Sow the Seeds for Your Bountiful Financial PlanOctober 28, 2019
It’s fall, and that means harvest time. Just like the crisp apples and plump squashes at the market, a strong financial plan requires time, energy, and careful tending to produce a healthy product.
Not everyone’s financial plot looks the same. Some of us may be paying the bills without accumulating debt, while others of us may be grappling with large loans. No matter what your financial situation is, a sound financial plan starts with understanding your finances. Management expert Peter Drucker said it best: “If you can’t measure it, you can’t improve it.”
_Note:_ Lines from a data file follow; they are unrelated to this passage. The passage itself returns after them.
//! Tracing setup for SteamDVR
//!
//! Provides dual output: console logs (user-controlled level) and full debug
//! logs to disk, keeping the CLI experience clean while still capturing
//! complete diagnostic information for bug reports.

use std::fs::{File, create_dir_all};
use std::path::Path;

use tracing::Level;
use tracing_subscriber::layer::SubscriberExt;
use tracing_subscriber::util::SubscriberInitExt;
use tracing_subscriber::{EnvFilter, Layer, fmt};

/// Initialize tracing with dual output: console (user level) + file (full debug)
///
/// Writes complete debug logs to `logs/steamdvr-last-run.log`, overwriting the
/// previous run.
///
/// # Errors
///
/// - `Box<dyn std::error::Error>` - If the logs directory cannot be created or
///   the log file cannot be opened for writing
pub fn init_tracing(
    console_level: Level,
    logs_dir: Option<&Path>,
) -> Result<(), Box<dyn std::error::Error>> {
    let logs_path = logs_dir.unwrap_or_else(|| Path::new("logs"));

    create_dir_all(logs_path)?;

    let log_file_path = logs_path.join("steamdvr-last-run.log");
    let log_file = File::create(&log_file_path)?;

    // Console layer - respects user's chosen log level
    let console_filter = EnvFilter::try_from_default_env()
        .unwrap_or_else(|_| EnvFilter::new(console_level.to_string()));

    let console_layer = fmt::layer()
        .with_target(true)
        .with_thread_ids(false)
        .with_thread_names(false)
        .with_file(false)
        .with_line_number(false)
        .with_filter(console_filter);

    // File layer - always captures everything at TRACE level for debugging
    let file_filter = EnvFilter::new("trace");

    let file_layer = fmt::layer()
        .with_target(true)
        .with_thread_ids(true)
        .with_thread_names(true)
        .with_file(true)
        .with_line_number(true)
        .with_ansi(false)
        .with_writer(log_file)
        .with_filter(file_filter);

    tracing_subscriber::registry()
        .with(console_layer)
        .with(file_layer)
        .init();

    tracing::info!(
        "Tracing initialized: console={}, debug_file={}",
        console_level,
        log_file_path.display()
    );

    Ok(())
}

/// CLI log levels for user control
#[derive(Debug, Clone, Copy, clap::ValueEnum)]
pub enum CliLogLevel {
    /// Only error messages
    Error,
    /// Warning and error messages
    Warn,
    /// Informational, warning, and error messages
    Info,
    /// Debug, informational, warning, and error messages
    Debug,
    /// All messages including detailed tracing
    Trace,
}

impl CliLogLevel {
    /// Converts CLI log level to tracing Level enum.
    pub fn as_tracing_level(self) -> Level {
        match self {
            CliLogLevel::Error => Level::ERROR,
            CliLogLevel::Warn => Level::WARN,
            CliLogLevel::Info => Level::INFO,
            CliLogLevel::Debug => Level::DEBUG,
            CliLogLevel::Trace => Level::TRACE,
        }
    }
}

impl std::str::FromStr for CliLogLevel {
    type Err = String;

    fn from_str(s: &str) -> Result<Self, Self::Err> {
        match s.to_lowercase().as_str() {
            "error" => Ok(CliLogLevel::Error),
            "warn" => Ok(CliLogLevel::Warn),
            "info" => Ok(CliLogLevel::Info),
            "debug" => Ok(CliLogLevel::Debug),
            "trace" => Ok(CliLogLevel::Trace),
            _ => Err(format!("Invalid log level: {s}")),
        }
    }
}

impl std::fmt::Display for CliLogLevel {
    fn fmt(&self, f: &mut std::fmt::Formatter<'_>) -> std::fmt::Result {
        match self {
            CliLogLevel::Error => write!(f, "error"),
            CliLogLevel::Warn => write!(f, "warn"),
            CliLogLevel::Info => write!(f, "info"),
            CliLogLevel::Debug => write!(f, "debug"),
            CliLogLevel::Trace => write!(f, "trace"),
        }
    }
}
We take stock of our finances so we can create a plan that matches what we want for our future. We plant the seeds for a healthy financial plan by taking a close look at our finances. We then tend to our financial seedlings by adjusting our habits and keeping a watchful eye on our financial plan. We aim to grow our crop by taking an active interest in our investment strategies.
Whether you’re an expert or your financial garden has a few unruly weeds that need managing, here are a few ways you can become more engaged with your finances and take control of your financial wellbeing.
Plant the seeds for success by tracking cash flow
Taking control of your financial wellbeing begins with understanding where your money is coming from and where it’s going. We can do this by calculating cash flow — the amount of money entering and exiting our accounts.
To calculate cash flow, open last month’s bank and credit card statements. Do your best to break them down into the following categories:
- Income: The money coming into your bank account. This can include salary, hourly pay, self-employment pay, bonuses, and/or investments.
- Fixed expenses: Costs that don’t fluctuate very much from month to month, if at all. Think insurance, utilities, and mortgage payments.
- Variable expenses: Costs that fluctuate, like groceries, clothing, and car maintenance. You can further break down your variable and fixed expenses into “essential” and “non-essential” costs.
- Taxes: What we owe the government or are owed by the government — because this affects what we take home at the end of the day!
- Savings: The amount you pocket for the future. This includes contributions to your emergency fund, 401(k), IRA, or investment accounts. Consider this a “cost” in your cash flow model since you’re putting it away for future use, not immediate use.
Whew! That’s a lot to break down. Once you’ve taken a breather, repeat the cash flow calculation for the previous three months’ worth of statements.
This way we can identify patterns in our cash flow. For example, are we ending up with “positive cash flow” (meaning that the amount of cash we have is increasing) or “negative cash flow” (meaning that the amount of money on hand is decreasing)? How are we spending our cash, and does that need to change?
The effort is worth it. It’s only once we see what’s actually happening to our money that we can begin to tweak our plan to match our life goals.
Tend to your finances by managing expenses
Calculating our cash flow for the first time is a crucial step, but this is not a “one and done” activity. Our spending habits shift parallel to changes in our lives — if we have kids, we have to decide how to pay for school; if we decide to change careers, we have to evaluate the price of that career change.
That means we have to manage our finances on a continual basis, rather than letting them manage us. There are many ways to check in with our financial wellbeing. Try reviewing fixed costs like your insurance on an annual basis. Ask yourself “does this premium reflect my needs and risk tolerance?”
Once you’ve checked in with your fixed costs, examine those non-essential, or “discretionary,” costs. What percentage of your income is going to discretionary spending? How much are you leaving for your savings? If there’s an imbalance, can you get creative with your discretionary spending so you can direct more of your leftover cash toward your retirement account?
By staying engaged with your finances, you can take control of your future. While calculating cash flow on a regular basis may seem like hefty work, practice makes perfect. As we get into the rhythm of analyzing our finances, the practice of financial planning becomes easier.
Aim to grow your plot, year after year
As we learn to manage our expenses and steer in the direction of positive cash flow, we become better equipped to make decisions about how to grow our hard-earned dollars. That’s where investment strategies come in.
Investing is an essential piece of any financial plan for three reasons. Investing can:
- Counteract the impact of inflation (the increase in prices of goods over time).
- Help us become financially independent, meaning we no longer need to rely on employment or another person for income.
- Provide us with passive current income in the form of dividends.
With a carefully selected pool of investments, we can strive to grow our financial plots for many years to come.
Make the most of your bountiful garden
For some, money can be a vague, intangible thing — but you know what definitely isn’t? How you spend your time. Financial planning helps us maximize the time spent enjoying life, whether that’s time spent with family, progressing our careers, or getting away to our favorite relaxation spot.
By honestly assessing your financial situation and figuring out what needs to change, you can create a plan that matches what you want out of life. We can help make that happen.